To exercise our right to be discharged, we must deliver to the trustee an opinion of counsel and an officers’ certificate stating that all conditions precedent to the satisfaction and discharge of the indenture have been complied with.

In addition to our right of discharge described above, we may deposit with the trustee funds or government securities sufficient to make payments on the debt securities of a series on the dates those payments are due and payable, then, at our option, either of the following will occur:

 

    we will be discharged from our obligations with respect to the debt securities of that series (“legal defeasance”); or

 

    we will no longer have any obligation to comply with the restrictive covenants under the indenture, and the related events of default will no longer apply to us, but some of our other obligations under the indenture and the debt securities of that series, including our obligation to make payments on those debt securities, will survive (“covenant defeasance”).

If we defease a series of debt securities, the holders of the debt securities of the series affected will not be entitled to the benefits of the indenture, except for our obligations to:

 

    register the transfer or exchange of debt securities;

 

    replace stolen, lost or mutilated debt securities; and

 

    maintain paying agencies and hold moneys for payment in trust.

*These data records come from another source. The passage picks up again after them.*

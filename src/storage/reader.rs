//! Seed reader - lock-free access to seed tables
//!
//! `meta.json` names the live generation and generations are immutable, so a
//! read always sees a complete table: either the one before a concurrent
//! write or the one after it. Typed reads also filter on the `branch`
//! column.

use super::meta::SeedMeta;
use super::paths::SeedPaths;
use super::schema::{self, SeedTable};
use super::table::{self, SeedRow};
use crate::edge::{Edge, EdgeType, UNRESOLVED_PREFIX};
use crate::effect::Effect;
use crate::node::Node;
use crate::reference::ExternalRef;
use crate::Result;
use rusqlite::types::{Value, ValueRef};
use rusqlite::Connection;
use serde_json::{Map, Value as JsonValue};
use std::path::{Path, PathBuf};

/// SQLite refuses more than this many attached databases by default.
const MAX_ATTACHED: usize = 10;

/// One row of an ad-hoc query.
pub type QueryRow = Map<String, JsonValue>;

/// Reads one package's seed.
#[derive(Debug, Clone)]
pub struct SeedReader {
    paths: SeedPaths,
}

impl SeedReader {
    /// Reader for `branch` of the package at `package_root`. Nothing is
    /// opened until a table is read.
    pub fn open(package_root: impl Into<PathBuf>, branch: &str) -> Self {
        Self {
            paths: SeedPaths::new(package_root, branch),
        }
    }

    pub fn paths(&self) -> &SeedPaths {
        &self.paths
    }

    pub fn package_root(&self) -> &Path {
        self.paths.package_root()
    }

    pub fn branch(&self) -> &str {
        self.paths.branch()
    }

    /// Whether this branch has ever been written
    pub fn exists(&self) -> bool {
        self.paths.meta_path().exists()
    }

    pub fn meta(&self) -> Result<Option<SeedMeta>> {
        SeedMeta::read(&self.paths.meta_path())
    }

    /// A reader for another branch of the same package
    pub fn for_branch(&self, branch: &str) -> Self {
        Self::open(self.paths.package_root(), branch)
    }

    /// File of `table` in the live generation, if the branch was written
    pub fn table_path(&self, table: SeedTable) -> Result<Option<PathBuf>> {
        Ok(self.meta()?.map(|meta| self.paths.table_path(meta.generation, table)))
    }

    /// Rows of this branch matching `filter`, whose parameters start at `?2`
    fn branch_rows<T: SeedRow>(&self, filter: &str, params: &[Value]) -> Result<Vec<T>> {
        let Some(path) = self.table_path(T::TABLE)? else {
            return Ok(Vec::new());
        };
        let clause = if filter.is_empty() {
            "WHERE branch = ?1".to_string()
        } else {
            format!("WHERE branch = ?1 AND {}", filter)
        };
        let mut all_params = vec![Value::Text(self.branch().to_string())];
        all_params.extend_from_slice(params);
        table::read_rows_where(&path, &clause, &all_params)
    }

    // ========== Live rows ==========

    pub fn nodes(&self) -> Result<Vec<Node>> {
        self.branch_rows("is_deleted = 0", &[])
    }

    pub fn edges(&self) -> Result<Vec<Edge>> {
        self.branch_rows("is_deleted = 0", &[])
    }

    pub fn external_refs(&self) -> Result<Vec<ExternalRef>> {
        self.branch_rows("is_deleted = 0", &[])
    }

    pub fn effects(&self) -> Result<Vec<Effect>> {
        self.branch_rows("is_deleted = 0", &[])
    }

    // ========== Including soft-deleted rows ==========

    pub fn nodes_including_deleted(&self) -> Result<Vec<Node>> {
        self.branch_rows("", &[])
    }

    pub fn edges_including_deleted(&self) -> Result<Vec<Edge>> {
        self.branch_rows("", &[])
    }

    pub fn external_refs_including_deleted(&self) -> Result<Vec<ExternalRef>> {
        self.branch_rows("", &[])
    }

    pub fn effects_including_deleted(&self) -> Result<Vec<Effect>> {
        self.branch_rows("", &[])
    }

    /// Look up a node by id, soft-deleted nodes included
    pub fn get_node(&self, entity_id: &str) -> Result<Option<Node>> {
        let mut rows: Vec<Node> = self.branch_rows("entity_id = ?2", &[Value::Text(entity_id.to_string())])?;
        Ok(rows.pop())
    }

    // ========== Unresolved work for the resolution pass ==========

    pub fn get_unresolved_refs(&self, branch: &str) -> Result<Vec<ExternalRef>> {
        self.for_branch(branch)
            .branch_rows("is_resolved = 0 AND is_deleted = 0", &[])
    }

    pub fn get_unresolved_call_edges(&self, branch: &str) -> Result<Vec<Edge>> {
        self.unresolved_edges(branch, EdgeType::Calls)
    }

    pub fn get_unresolved_extends_edges(&self, branch: &str) -> Result<Vec<Edge>> {
        self.unresolved_edges(branch, EdgeType::Extends)
    }

    fn unresolved_edges(&self, branch: &str, edge_type: EdgeType) -> Result<Vec<Edge>> {
        self.for_branch(branch).branch_rows(
            "edge_type = ?2 AND substr(target_entity_id, 1, ?3) = ?4 AND is_deleted = 0",
            &[
                Value::Text(edge_type.as_str().to_string()),
                Value::Integer(UNRESOLVED_PREFIX.len() as i64),
                Value::Text(UNRESOLVED_PREFIX.to_string()),
            ],
        )
    }

    // ========== Ad-hoc queries ==========

    /// Run a read-only SQL template against this package.
    ///
    /// `{nodes}`, `{edges}`, `{external_refs}` and `{effects}` in the
    /// template name the package's tables.
    pub fn query(&self, template: &str) -> Result<Vec<QueryRow>> {
        Self::query_multiple_packages(std::slice::from_ref(self), template)
    }

    /// Run a read-only SQL template over the union of several packages.
    ///
    /// Each placeholder becomes a `UNION ALL` over the matching table of every
    /// package, each table file attached in place to a query-only connection. When more files
    /// are needed than SQLite can attach at once, the tables are copied into
    /// an in-memory database first.
    pub fn query_multiple_packages(readers: &[SeedReader], template: &str) -> Result<Vec<QueryRow>> {
        let conn = Connection::open_in_memory()?;

        let mut sources: Vec<(SeedTable, Vec<PathBuf>)> = Vec::new();
        for seed_table in SeedTable::all() {
            if !template.contains(&seed_table.placeholder()) {
                continue;
            }
            let mut files = Vec::new();
            for reader in readers {
                let Some(path) = reader.table_path(*seed_table)? else {
                    continue;
                };
                if path.exists() {
                    // reject foreign or outdated files before they reach the query
                    table::open_validated(&path, *seed_table)?;
                    files.push(path);
                }
            }
            sources.push((*seed_table, files));
        }

        let attach_count: usize = sources.iter().map(|(_, files)| files.len()).sum();
        let materialize = attach_count > MAX_ATTACHED;
        if materialize {
            tracing::debug!(attach_count, "Materializing seed tables for ad-hoc query");
        }

        let mut sql = template.to_string();
        let mut alias = 0;
        for (table, files) in &sources {
            let replacement = if files.is_empty() {
                let name = format!("empty_{}", table.as_str());
                conn.execute_batch(&schema::create_table_sql(*table, &name))?;
                name
            } else if materialize {
                let name = format!("all_{}", table.as_str());
                conn.execute_batch(&schema::create_table_sql(*table, &name))?;
                let columns = table.column_names().join(", ");
                for file in files {
                    attach(&conn, file, "src")?;
                    conn.execute_batch(&format!(
                        "INSERT INTO {name} ({columns}) SELECT {columns} FROM src.{table}",
                        name = name,
                        columns = columns,
                        table = table.as_str()
                    ))?;
                    conn.execute_batch("DETACH DATABASE src")?;
                }
                name
            } else {
                let columns = table.column_names().join(", ");
                let mut selects = Vec::with_capacity(files.len());
                for file in files {
                    let schema_name = format!("s{}", alias);
                    alias += 1;
                    attach(&conn, file, &schema_name)?;
                    selects.push(format!("SELECT {} FROM {}.{}", columns, schema_name, table.as_str()));
                }
                format!("({})", selects.join(" UNION ALL "))
            };
            sql = sql.replace(&table.placeholder(), &replacement);
        }

        conn.execute_batch("PRAGMA query_only = ON")?;
        run_query(&conn, &sql)
    }
}

fn attach(conn: &Connection, file: &Path, schema_name: &str) -> Result<()> {
    conn.execute(
        &format!("ATTACH DATABASE ?1 AS {}", schema_name),
        [file.to_string_lossy().as_ref()],
    )?;
    Ok(())
}

fn run_query(conn: &Connection, sql: &str) -> Result<Vec<QueryRow>> {
    let mut stmt = conn.prepare(sql)?;
    let columns: Vec<String> = stmt.column_names().into_iter().map(String::from).collect();

    let mut rows = stmt.query([])?;
    let mut out = Vec::new();
    while let Some(row) = rows.next()? {
        let mut record = Map::new();
        for (idx, column) in columns.iter().enumerate() {
            record.insert(column.clone(), to_json(row.get_ref(idx)?));
        }
        out.push(record);
    }
    Ok(out)
}

fn to_json(value: ValueRef<'_>) -> JsonValue {
    match value {
        ValueRef::Null => JsonValue::Null,
        ValueRef::Integer(i) => JsonValue::from(i),
        ValueRef::Real(f) => serde_json::Number::from_f64(f)
            .map(JsonValue::Number)
            .unwrap_or(JsonValue::Null),
        ValueRef::Text(t) => JsonValue::String(String::from_utf8_lossy(t).into_owned()),
        ValueRef::Blob(b) => JsonValue::String(b.iter().map(|byte| format!("{:02x}", byte)).collect()),
    }
}

#[cfg(test)]
mod tests {
    use super::*;
    use crate::identity::generate_entity_id;
    use crate::node::NodeKind;
    use crate::storage::{ParseResult, SeedWriter};
    use crate::{DEFAULT_BRANCH, Error};
    use tempfile::TempDir;

    fn node(file: &str, name: &str) -> Node {
        let id = generate_entity_id("acme", ".", NodeKind::Function, file, name);
        Node::new(id.to_string(), name, NodeKind::Function, file, 1, 5)
    }

    fn seed_package(root: &Path, names: &[&str]) {
        let nodes: Vec<Node> = names.iter().map(|n| node("src/a.ts", n)).collect();
        let mut edges = vec![Edge::new(&nodes[0].entity_id, "unresolved:helper", EdgeType::Calls, "src/a.ts")];
        edges.push(Edge::new(&nodes[0].entity_id, "unresolved:Base", EdgeType::Extends, "src/a.ts"));
        SeedWriter::new(root, DEFAULT_BRANCH)
            .update_file(&["src/a.ts"], &ParseResult::new().with_nodes(nodes).with_edges(edges))
            .unwrap();
    }

    #[test]
    fn test_missing_seed_reads_empty() {
        let dir = TempDir::new().unwrap();
        let reader = SeedReader::open(dir.path(), DEFAULT_BRANCH);
        assert!(!reader.exists());
        assert!(reader.nodes().unwrap().is_empty());
        assert!(reader.meta().unwrap().is_none());
        assert!(reader.get_node("acme:.:function:00").unwrap().is_none());
        assert!(reader.table_path(SeedTable::Nodes).unwrap().is_none());
    }

    #[test]
    fn test_rows_of_other_branches_are_filtered() {
        let dir = TempDir::new().unwrap();
        seed_package(dir.path(), &["main", "helper"]);
        let reader = SeedReader::open(dir.path(), DEFAULT_BRANCH);

        let path = reader.table_path(SeedTable::Nodes).unwrap().unwrap();
        let conn = Connection::open(&path).unwrap();
        conn.execute("UPDATE nodes SET branch = 'feature_x' WHERE name = 'helper'", []).unwrap();
        drop(conn);

        let names: Vec<String> = reader.nodes().unwrap().into_iter().map(|n| n.name).collect();
        assert_eq!(names, vec!["main"]);
        assert!(reader.get_node(&node("src/a.ts", "helper").entity_id).unwrap().is_none());
        assert_eq!(reader.nodes_including_deleted().unwrap().len(), 1);
        assert!(reader.for_branch("feature_x").nodes().unwrap().is_empty());
    }

    #[test]
    fn test_unresolved_edges() {
        let dir = TempDir::new().unwrap();
        seed_package(dir.path(), &["main"]);
        let reader = SeedReader::open(dir.path(), DEFAULT_BRANCH);

        let calls = reader.get_unresolved_call_edges(DEFAULT_BRANCH).unwrap();
        assert_eq!(calls.len(), 1);
        assert_eq!(calls[0].target_entity_id, "unresolved:helper");

        let extends = reader.get_unresolved_extends_edges(DEFAULT_BRANCH).unwrap();
        assert_eq!(extends.len(), 1);
        assert!(reader.get_unresolved_call_edges("other").unwrap().is_empty());
    }

    #[test]
    fn test_query_single_package() {
        let dir = TempDir::new().unwrap();
        seed_package(dir.path(), &["main", "helper"]);
        let reader = SeedReader::open(dir.path(), DEFAULT_BRANCH);

        let rows = reader
            .query("SELECT name FROM {nodes} WHERE kind = 'function' ORDER BY name")
            .unwrap();
        let names: Vec<&str> = rows.iter().map(|r| r["name"].as_str().unwrap()).collect();
        assert_eq!(names, vec!["helper", "main"]);

        let counts = reader
            .query("SELECT COUNT(*) AS n FROM {edges} e JOIN {nodes} n ON n.entity_id = e.source_entity_id")
            .unwrap();
        assert_eq!(counts[0]["n"], 2);
    }

    #[test]
    fn test_query_multiple_packages() {
        let dir = TempDir::new().unwrap();
        let a = dir.path().join("a");
        let b = dir.path().join("b");
        let empty = dir.path().join("c");
        seed_package(&a, &["one"]);
        seed_package(&b, &["two", "three"]);

        let readers = vec![
            SeedReader::open(&a, DEFAULT_BRANCH),
            SeedReader::open(&b, DEFAULT_BRANCH),
            SeedReader::open(&empty, DEFAULT_BRANCH),
        ];
        let rows = SeedReader::query_multiple_packages(&readers, "SELECT COUNT(*) AS n FROM {nodes}").unwrap();
        assert_eq!(rows[0]["n"], 3);

        let rows = SeedReader::query_multiple_packages(&readers, "SELECT COUNT(*) AS n FROM {effects}").unwrap();
        assert_eq!(rows[0]["n"], 0);
    }

    #[test]
    fn test_query_materializes_past_attach_limit() {
        let dir = TempDir::new().unwrap();
        let readers: Vec<SeedReader> = (0..12)
            .map(|i| {
                let root = dir.path().join(format!("pkg{}", i));
                seed_package(&root, &["f"]);
                SeedReader::open(&root, DEFAULT_BRANCH)
            })
            .collect();

        let rows = SeedReader::query_multiple_packages(
            &readers,
            "SELECT (SELECT COUNT(*) FROM {nodes}) AS nodes, (SELECT COUNT(*) FROM {edges}) AS edges",
        )
        .unwrap();
        assert_eq!(rows[0]["nodes"], 12);
        assert_eq!(rows[0]["edges"], 24);
    }

    #[test]
    fn test_query_is_read_only() {
        let dir = TempDir::new().unwrap();
        seed_package(dir.path(), &["main"]);
        let reader = SeedReader::open(dir.path(), DEFAULT_BRANCH);
        let err = reader
            .query("DELETE FROM s0.nodes WHERE entity_id IN (SELECT entity_id FROM {nodes})")
            .unwrap_err();
        assert!(matches!(err, Error::Storage(_)));
        assert_eq!(reader.nodes().unwrap().len(), 1);
    }
}
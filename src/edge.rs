//! Edge types - directed relationships between entities
//!
//! Edges are owned by the file they were found in (`source_file_path`). The
//! target may live in another package or not be resolved yet, in which case
//! it is an `unresolved:<name>` placeholder.

use crate::properties::PropertyBag;
use crate::{DEFAULT_BRANCH, Error, Result};
use chrono::{DateTime, Utc};
use serde::{Deserialize, Serialize};
use std::str::FromStr;

/// Prefix of placeholder targets the resolution pass has not filled in yet.
pub const UNRESOLVED_PREFIX: &str = "unresolved:";

/// Relationship kinds.
#[derive(Debug, Clone, Copy, PartialEq, Eq, Hash, Serialize, Deserialize)]
#[serde(rename_all = "SCREAMING_SNAKE_CASE")]
pub enum EdgeType {
    /// Container holds a symbol (class -> method, module -> function)
    Contains,
    /// Callable calls another callable
    Calls,
    /// Module imports a symbol
    Imports,
    /// Class extends a class
    Extends,
    /// Class implements an interface
    Implements,
    /// Module exports a symbol
    Exports,
    /// Any other usage
    References,
    Returns,
    ParameterOf,
    Decorates,
    Instantiates,
}

impl EdgeType {
    /// Get the string representation of the edge type
    pub fn as_str(&self) -> &'static str {
        match self {
            EdgeType::Contains => "CONTAINS",
            EdgeType::Calls => "CALLS",
            EdgeType::Imports => "IMPORTS",
            EdgeType::Extends => "EXTENDS",
            EdgeType::Implements => "IMPLEMENTS",
            EdgeType::Exports => "EXPORTS",
            EdgeType::References => "REFERENCES",
            EdgeType::Returns => "RETURNS",
            EdgeType::ParameterOf => "PARAMETER_OF",
            EdgeType::Decorates => "DECORATES",
            EdgeType::Instantiates => "INSTANTIATES",
        }
    }

    /// Get all edge types
    pub fn all() -> &'static [EdgeType] {
        &[
            EdgeType::Contains,
            EdgeType::Calls,
            EdgeType::Imports,
            EdgeType::Extends,
            EdgeType::Implements,
            EdgeType::Exports,
            EdgeType::References,
            EdgeType::Returns,
            EdgeType::ParameterOf,
            EdgeType::Decorates,
            EdgeType::Instantiates,
        ]
    }
}

impl FromStr for EdgeType {
    type Err = Error;

    fn from_str(s: &str) -> Result<Self> {
        match s.to_uppercase().as_str() {
            "CONTAINS" | "CONTAIN" => Ok(EdgeType::Contains),
            "CALLS" | "CALL" => Ok(EdgeType::Calls),
            "IMPORTS" | "IMPORT" => Ok(EdgeType::Imports),
            "EXTENDS" | "EXTEND" | "INHERITS" => Ok(EdgeType::Extends),
            "IMPLEMENTS" | "IMPLEMENT" => Ok(EdgeType::Implements),
            "EXPORTS" | "EXPORT" => Ok(EdgeType::Exports),
            "REFERENCES" | "REFERENCE" | "REF" => Ok(EdgeType::References),
            "RETURNS" => Ok(EdgeType::Returns),
            "PARAMETER_OF" => Ok(EdgeType::ParameterOf),
            "DECORATES" => Ok(EdgeType::Decorates),
            "INSTANTIATES" => Ok(EdgeType::Instantiates),
            _ => Err(Error::Validation(format!("Unknown edge type: {}", s))),
        }
    }
}

impl std::fmt::Display for EdgeType {
    fn fmt(&self, f: &mut std::fmt::Formatter<'_>) -> std::fmt::Result {
        write!(f, "{}", self.as_str())
    }
}

/// A directed relationship between two entities.
#[derive(Debug, Clone, Serialize, Deserialize)]
pub struct Edge {
    pub source_entity_id: String,
    pub target_entity_id: String,
    pub edge_type: EdgeType,
    /// File the relationship was observed in
    pub source_file_path: String,
    pub source_line: u32,
    pub source_column: u32,
    pub properties: PropertyBag,
    pub source_file_hash: String,
    pub branch: String,
    pub is_deleted: bool,
    pub updated_at: DateTime<Utc>,
}

impl Edge {
    /// Create a new edge
    pub fn new(
        source_entity_id: impl Into<String>,
        target_entity_id: impl Into<String>,
        edge_type: EdgeType,
        source_file_path: impl Into<String>,
    ) -> Self {
        Self {
            source_entity_id: source_entity_id.into(),
            target_entity_id: target_entity_id.into(),
            edge_type,
            source_file_path: source_file_path.into(),
            source_line: 0,
            source_column: 0,
            properties: PropertyBag::new(),
            source_file_hash: String::new(),
            branch: DEFAULT_BRANCH.to_string(),
            is_deleted: false,
            updated_at: Utc::now(),
        }
    }

    /// Set the origin position
    pub fn at(mut self, line: u32, column: u32) -> Self {
        self.source_line = line;
        self.source_column = column;
        self
    }

    pub fn with_properties(mut self, properties: PropertyBag) -> Self {
        self.properties = properties;
        self
    }

    /// Whether the target still needs resolution
    pub fn is_unresolved(&self) -> bool {
        self.target_entity_id.starts_with(UNRESOLVED_PREFIX)
    }

    /// Create a reversed edge (swap source/target)
    pub fn reversed(&self) -> Self {
        Self {
            source_entity_id: self.target_entity_id.clone(),
            target_entity_id: self.source_entity_id.clone(),
            ..self.clone()
        }
    }
}

impl PartialEq for Edge {
    fn eq(&self, other: &Self) -> bool {
        self.source_entity_id == other.source_entity_id
            && self.target_entity_id == other.target_entity_id
            && self.edge_type == other.edge_type
            && self.source_file_path == other.source_file_path
            && self.source_line == other.source_line
            && self.source_column == other.source_column
            && self.branch == other.branch
    }
}

impl Eq for Edge {}

impl std::hash::Hash for Edge {
    fn hash<H: std::hash::Hasher>(&self, state: &mut H) {
        self.source_entity_id.hash(state);
        self.target_entity_id.hash(state);
        self.edge_type.hash(state);
        self.source_file_path.hash(state);
        self.source_line.hash(state);
        self.source_column.hash(state);
        self.branch.hash(state);
    }
}

#[cfg(test)]
mod tests {
    use super::*;

    #[test]
    fn test_edge_type_roundtrip() {
        for ty in EdgeType::all() {
            let parsed: EdgeType = ty.as_str().parse().unwrap();
            assert_eq!(*ty, parsed);
        }
        assert_eq!(EdgeType::from_str("inherits").unwrap(), EdgeType::Extends);
        assert_eq!(EdgeType::from_str("call").unwrap(), EdgeType::Calls);
    }

    #[test]
    fn test_unresolved_target() {
        let edge = Edge::new("a", "unresolved:helper", EdgeType::Calls, "src/a.ts");
        assert!(edge.is_unresolved());
        let resolved = Edge::new("a", "acme:.:function:0a", EdgeType::Calls, "src/a.ts");
        assert!(!resolved.is_unresolved());
    }

    #[test]
    fn test_edge_reversed() {
        let edge = Edge::new("a", "b", EdgeType::Calls, "src/a.ts").at(3, 4);
        let reversed = edge.reversed();

        assert_eq!(reversed.source_entity_id, "b");
        assert_eq!(reversed.target_entity_id, "a");
        assert_eq!(reversed.source_line, 3);
    }

    #[test]
    fn test_serde_uses_wire_names() {
        let json = serde_json::to_string(&EdgeType::ParameterOf).unwrap();
        assert_eq!(json, "\"PARAMETER_OF\"");
    }
}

Unless we inform you otherwise in a prospectus supplement, we will be required to deliver to the trustee an opinion of counsel that the deposit and related defeasance would not cause the holders of the debt securities to recognize income, gain or loss for United States federal income tax purposes. If we elect legal defeasance, that opinion of counsel must be based on a ruling from the United States Internal Revenue Service or a change in law to that effect.

Governing Law

The indenture is and the debt securities will be governed by and construed in accordance with the laws of the State of New York, without regard to conflicts of laws principles thereof.